====== Records for the task

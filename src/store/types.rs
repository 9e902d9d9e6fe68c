//! Row types for the content store.
//!
//! Field names follow the database columns. Reshaping into the camelCase
//! API shape happens in the server layer.

use serde::{Deserialize, Serialize};

/// A multi-day journey.
#[derive(Debug, Clone, PartialEq, Serialize, Deserialize)]
pub struct Journey {
    pub id: String,
    pub title: String,
    pub slug: String,
    pub hero_image_url: Option<String>,
    pub short_description: Option<String>,
    pub arc_description: Option<String>,
    pub duration_days: Option<i64>,
    pub price_eur: Option<f64>,
    pub epic_price_eur: Option<f64>,
    pub start_city: Option<String>,
    pub focus_type: Option<String>,
    pub route_sequence: Option<String>,
    pub category: Option<String>,
    pub destinations: Option<String>,
    pub journey_type: Option<String>,
    pub marketing_priority: Option<String>,
    pub region: Option<String>,
    pub tags: Option<String>,
    pub tagline: Option<String>,
    pub published: bool,
    pub show_on_journeys_page: bool,
    pub featured_on_homepage: bool,
}

/// A single-day excursion.
#[derive(Debug, Clone, PartialEq, Serialize, Deserialize)]
pub struct DayTrip {
    pub slug: String,
    pub route_id: Option<String>,
    pub title: String,
    pub short_description: Option<String>,
    pub duration_hours: Option<f64>,
    pub final_price_mad: Option<f64>,
    pub final_price_eur: Option<f64>,
    pub departure_city: Option<String>,
    pub category: Option<String>,
    pub hero_image_url: Option<String>,
    pub includes: Option<String>,
    pub excludes: Option<String>,
    pub meeting_point: Option<String>,
    pub published: bool,
}

/// Optional per-person extra for day trips.
#[derive(Debug, Clone, PartialEq, Serialize, Deserialize)]
pub struct DayTripAddon {
    pub addon_id: String,
    pub addon_name: String,
    pub description: Option<String>,
    pub final_price_mad_pp: Option<f64>,
    pub final_price_eur_pp: Option<f64>,
    /// Pipe-separated list of day trip slugs.
    pub applies_to: Option<String>,
    pub published: bool,
}

impl DayTripAddon {
    /// Whether this add-on is offered for the given trip.
    #[must_use]
    pub fn applies_to_trip(&self, trip_slug: &str) -> bool {
        self.applies_to
            .as_deref()
            .is_some_and(|list| list.split('|').any(|slug| slug == trip_slug))
    }
}

/// A key/value row from `website_settings` or `gentle_settings`.
#[derive(Debug, Clone, PartialEq, Eq, Serialize, Deserialize)]
pub struct Setting {
    pub key: String,
    pub value: Option<String>,
}

#[derive(Debug, Clone, PartialEq, Eq, Serialize, Deserialize)]
pub struct FooterLink {
    pub id: i64,
    pub column_number: i64,
    pub column_title: String,
    pub link_order: i64,
    pub link_label: String,
    pub link_href: String,
    pub link_type: String,
}

/// Legal links and copyright line for one site.
#[derive(Debug, Clone, PartialEq, Eq, Serialize, Deserialize)]
pub struct FooterLegal {
    pub site_id: String,
    /// JSON array of `{label, href}` objects.
    pub legal_links: Option<String>,
    /// May contain a `{year}` placeholder.
    pub copyright_text: Option<String>,
}

#[derive(Debug, Clone, PartialEq, Eq, Serialize, Deserialize)]
pub struct TeamMember {
    pub team_id: String,
    pub name: String,
    pub role: String,
    pub quote: Option<String>,
    pub bio: Option<String>,
    pub image_url: Option<String>,
    pub published: bool,
    pub sort_order: i64,
    pub show_on_gentle: bool,
}

#[derive(Debug, Clone, PartialEq, Eq, Serialize, Deserialize)]
pub struct Guide {
    pub guide_id: String,
    pub title: String,
    pub slug: String,
    pub subtitle: Option<String>,
    pub image_url: Option<String>,
    pub description: Option<String>,
    pub published: bool,
    pub sort_order: i64,
}

/// A journey from the accessible-travel collection.
#[derive(Debug, Clone, PartialEq, Serialize, Deserialize)]
pub struct GentleJourney {
    pub journey_id: String,
    pub title: String,
    pub slug: String,
    pub hero_image_url: Option<String>,
    pub tagline: Option<String>,
    pub description: Option<String>,
    pub duration_days: Option<i64>,
    pub price_eur: Option<f64>,
    pub published: bool,
    pub route_cities: Option<String>,
    /// Pipe-separated.
    pub highlights: Option<String>,
    /// Pipe-separated.
    pub accessibility_notes: Option<String>,
    pub sort_order: i64,
}

/// A raw `chatbot_training` row.
#[derive(Debug, Clone, PartialEq, Eq, Serialize, Deserialize)]
pub struct TrainingRow {
    pub id: i64,
    pub category: String,
    pub question: Option<String>,
    pub answer: Option<String>,
    /// Comma or pipe delimited keyword list.
    pub keywords: Option<String>,
    pub sort_order: i64,
}

#[derive(Debug, Clone, PartialEq, Eq, Serialize, Deserialize)]
pub struct Testimonial {
    pub testimonial_id: String,
    pub quote: Option<String>,
    pub author: Option<String>,
    pub journey_title: Option<String>,
    pub published: bool,
    pub sort_order: i64,
}

/// A "plan your trip" quote request.
#[derive(Debug, Clone, PartialEq, Eq, Serialize, Deserialize)]
pub struct Quote {
    pub quote_id: String,
    pub name: Option<String>,
    pub email: Option<String>,
    pub country: Option<String>,
    pub travel_dates: Option<String>,
    pub flexibility: Option<String>,
    pub group_size: Option<i64>,
    pub interests: Option<String>,
    pub accommodation_style: Option<String>,
    pub pace: Option<String>,
    pub budget: Option<String>,
    pub notes: Option<String>,
    pub status: String,
    pub created_at: String,
}

/// Fields for inserting a quote. `created_at` is assigned by the store.
#[derive(Debug, Clone, Default, PartialEq, Eq, Serialize, Deserialize)]
pub struct NewQuote {
    pub quote_id: String,
    pub name: Option<String>,
    pub email: Option<String>,
    pub country: Option<String>,
    pub travel_dates: Option<String>,
    pub flexibility: Option<String>,
    pub group_size: Option<i64>,
    pub interests: Option<String>,
    pub accommodation_style: Option<String>,
    pub pace: Option<String>,
    pub budget: Option<String>,
    pub notes: Option<String>,
    pub status: String,
}

/// Partial update of a quote. `None` leaves the column untouched.
#[derive(Debug, Clone, Default, PartialEq, Eq, Serialize, Deserialize)]
pub struct QuoteUpdate {
    pub name: Option<String>,
    pub email: Option<String>,
    pub country: Option<String>,
    pub travel_dates: Option<String>,
    pub flexibility: Option<String>,
    pub group_size: Option<i64>,
    pub interests: Option<String>,
    pub accommodation_style: Option<String>,
    pub pace: Option<String>,
    pub budget: Option<String>,
    pub notes: Option<String>,
    pub status: Option<String>,
}

impl QuoteUpdate {
    /// Update that only changes the status.
    #[must_use]
    pub fn status(status: impl Into<String>) -> Self {
        Self {
            status: Some(status.into()),
            ..Self::default()
        }
    }

    /// Returns true when no field is set.
    #[must_use]
    pub fn is_empty(&self) -> bool {
        *self == Self::default()
    }
}

/// A tailored itinerary proposal sent to a client.
#[derive(Debug, Clone, PartialEq, Serialize, Deserialize)]
pub struct Proposal {
    pub proposal_id: String,
    pub client_id: Option<String>,
    pub client_name: Option<String>,
    pub country: Option<String>,
    pub hero_image_url: Option<String>,
    pub hero_title: Option<String>,
    pub hero_blurb: Option<String>,
    pub start_date: Option<String>,
    pub end_date: Option<String>,
    pub days: Option<i64>,
    pub nights: Option<i64>,
    pub num_guests: Option<i64>,
    pub total_price: Option<f64>,
    pub formatted_price: Option<String>,
    pub route_points: Option<serde_json::Value>,
    pub days_list: Option<serde_json::Value>,
    pub created_at: String,
}

#[derive(Debug, Clone, Default, PartialEq, Serialize, Deserialize)]
pub struct NewProposal {
    pub proposal_id: String,
    pub client_id: Option<String>,
    pub client_name: Option<String>,
    pub country: Option<String>,
    pub hero_image_url: Option<String>,
    pub hero_title: Option<String>,
    pub hero_blurb: Option<String>,
    pub start_date: Option<String>,
    pub end_date: Option<String>,
    pub days: Option<i64>,
    pub nights: Option<i64>,
    pub num_guests: Option<i64>,
    pub total_price: Option<f64>,
    pub formatted_price: Option<String>,
    pub route_points: serde_json::Value,
    pub days_list: serde_json::Value,
}

#[derive(Debug, Clone, PartialEq, Serialize, Deserialize)]
pub struct OvernightBooking {
    pub id: i64,
    pub booking_id: String,
    pub guest_name: Option<String>,
    pub guest_email: Option<String>,
    pub property: Option<String>,
    pub room_type: Option<String>,
    pub check_in: Option<String>,
    pub check_out: Option<String>,
    pub guests: Option<i64>,
    pub total_price: Option<f64>,
    pub currency: String,
    pub notes: Option<String>,
    pub status: String,
    pub created_at: String,
}

#[derive(Debug, Clone, PartialEq, Serialize, Deserialize)]
pub struct NewOvernightBooking {
    pub booking_id: String,
    pub guest_name: String,
    pub guest_email: String,
    pub property: String,
    pub room_type: Option<String>,
    pub check_in: String,
    pub check_out: String,
    pub guests: i64,
    pub total_price: Option<f64>,
    pub currency: String,
    pub notes: Option<String>,
    pub status: String,
}

/// Fields for inserting a story. The id and timestamps are assigned by the store.
#[derive(Debug, Clone, Default, PartialEq, Eq, Serialize, Deserialize)]
pub struct NewStory {
    pub slug: String,
    pub title: String,
    pub subtitle: Option<String>,
    pub category: Option<String>,
    pub source_type: Option<String>,
    pub hero_image: Option<String>,
    pub mj_prompt: Option<String>,
    pub hero_caption: Option<String>,
    pub excerpt: Option<String>,
    pub body: Option<String>,
    pub read_time: Option<i64>,
    pub year: Option<i64>,
    pub text_by: Option<String>,
    pub images_by: Option<String>,
    pub sources: Option<String>,
    pub tags: Option<String>,
    pub published: bool,
    pub featured: bool,
    pub sort_order: Option<i64>,
    pub the_facts: Option<String>,
    pub region: Option<String>,
    pub country: Option<String>,
    pub theme: Option<String>,
    pub era: Option<String>,
    pub era_start: Option<i64>,
    pub era_end: Option<i64>,
    pub related_place_slugs: Option<String>,
    pub related_story_slugs: Option<String>,
    pub seo_title: Option<String>,
    pub seo_description: Option<String>,
}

============

*What the task asks*: Working from the entries above, find every line in which the word "impl" occurs and copy it.

*The answer*:
impl DayTripAddon {
impl QuoteUpdate {
    pub fn status(status: impl Into<String>) -> Self {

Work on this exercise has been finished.